Although all four genes showed purifying selection, a free-ratio model was developed in order to better reflect the selection pressure of different species in evolution. The results showed that in Dkk1, the ω value of Reptilia (ω = 21.85) was significantly higher than that of other branches. In Dkk3, Aves and Reptilia have ω = 3.04. However, in Aves species, ω = 999 for the Dkk1 and Dkk3 genes. In Dkk2 and Dkk4, the ω-value of the branch of Pholidota and Carnivora was significantly higher than that of the other branches (ω > 1). A ω ratio significantly greater than one is a convincing indicator of positive selection. These results suggest that positive selection may have played a potential role in the early evolution of Reptilia, Aves, Pholidota, and Carnivora.
To further determine if any amino acid sites in the Dkk gene family’s accelerated evolution branch are under selection pressure, we ran Model A (Model = 2, NSsites = 2) in the branch site model, which takes into account not only the ω value between sites but also the ω value between branches. The test results (Table 1) are all based on the probability calculated by the BEB method (*: p > 95%; **: p > 99%).

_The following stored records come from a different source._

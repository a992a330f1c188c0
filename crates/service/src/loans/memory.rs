//! Process-local loan storage.
//!
//! Backs `storage.backend = "memory"` and tests. Uniqueness checks run under the
//! same lock as the write, so concurrent creates for one mobile number admit
//! exactly one row.

use std::collections::BTreeMap;
use std::sync::{Mutex, MutexGuard};

use async_trait::async_trait;

use super::domain::Loan;
use super::repository::LoanRepository;
use crate::errors::ServiceError;

#[derive(Default)]
pub struct InMemoryLoanRepository {
    state: Mutex<MemState>,
}

#[derive(Default)]
struct MemState {
    next_id: i64,
    rows: BTreeMap<i64, Loan>,
}

impl MemState {
    /// A stored row already holds `loan`'s mobile number or loan number.
    fn conflicts(&self, loan: &Loan) -> bool {
        self.rows
            .values()
            .filter(|r| r.loan_id != loan.loan_id)
            .any(|r| r.mobile_number == loan.mobile_number || r.loan_number == loan.loan_number)
    }
}

impl InMemoryLoanRepository {
    pub fn new() -> Self { Self::default() }

    fn lock(&self) -> Result<MutexGuard<'_, MemState>, ServiceError> {
        self.state.lock().map_err(|_| ServiceError::Db("loan store lock poisoned".into()))
    }

    /// All stored rows ordered by id.
    pub fn snapshot(&self) -> Result<Vec<Loan>, ServiceError> {
        Ok(self.lock()?.rows.values().cloned().collect())
    }
}

#[async_trait]
impl LoanRepository for InMemoryLoanRepository {
    async fn find_by_mobile_number(&self, mobile_number: &str) -> Result<Option<Loan>, ServiceError> {
        let state = self.lock()?;
        Ok(state.rows.values().find(|r| r.mobile_number == mobile_number).cloned())
    }

    async fn find_by_loan_number(&self, loan_number: &str) -> Result<Option<Loan>, ServiceError> {
        let state = self.lock()?;
        Ok(state.rows.values().find(|r| r.loan_number == loan_number).cloned())
    }

    async fn save(&self, mut loan: Loan) -> Result<Loan, ServiceError> {
        let mut state = self.lock()?;
        match loan.loan_id {
            None => {
                if state.conflicts(&loan) {
                    return Err(ServiceError::already_registered(&loan.mobile_number));
                }
                state.next_id += 1;
                let id = state.next_id;
                loan.loan_id = Some(id);
                state.rows.insert(id, loan.clone());
                Ok(loan)
            }
            Some(id) => {
                let existing = state.rows.get_mut(&id).ok_or_else(|| ServiceError::not_found("loan"))?;
                // identity columns are immutable once stored
                existing.loan_type = loan.loan_type;
                existing.total_loan = loan.total_loan;
                existing.amount_paid = loan.amount_paid;
                existing.outstanding_amount = loan.outstanding_amount;
                Ok(existing.clone())
            }
        }
    }

    async fn delete(&self, loan: &Loan) -> Result<(), ServiceError> {
        let mut state = self.lock()?;
        loan.loan_id
            .and_then(|id| state.rows.remove(&id))
            .map(|_| ())
            .ok_or_else(|| ServiceError::not_found("loan"))
    }
}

2.3. Dkks Functional Divergence Analysis Results

According to the previously constructed species evolution tree, the vertebrates were divided into three groups: A for Mammalia, B for Reptilia, and C for Aves (Table 2 and Table 3). Most of these functional divergence sites are distributed in the Cys-2 domain, and very few are distributed in the Cys-1 domain. In the Dkk gene family, Dkk2, Dkk3, and Dkk4 had obvious type I functional divergence; the value of θI was between 0.23 and 0.63, while the θI coefficient of Dkk1 was relatively small. The θII coefficients of Dkk1–4 are all relatively small (Table 2 and Table 3).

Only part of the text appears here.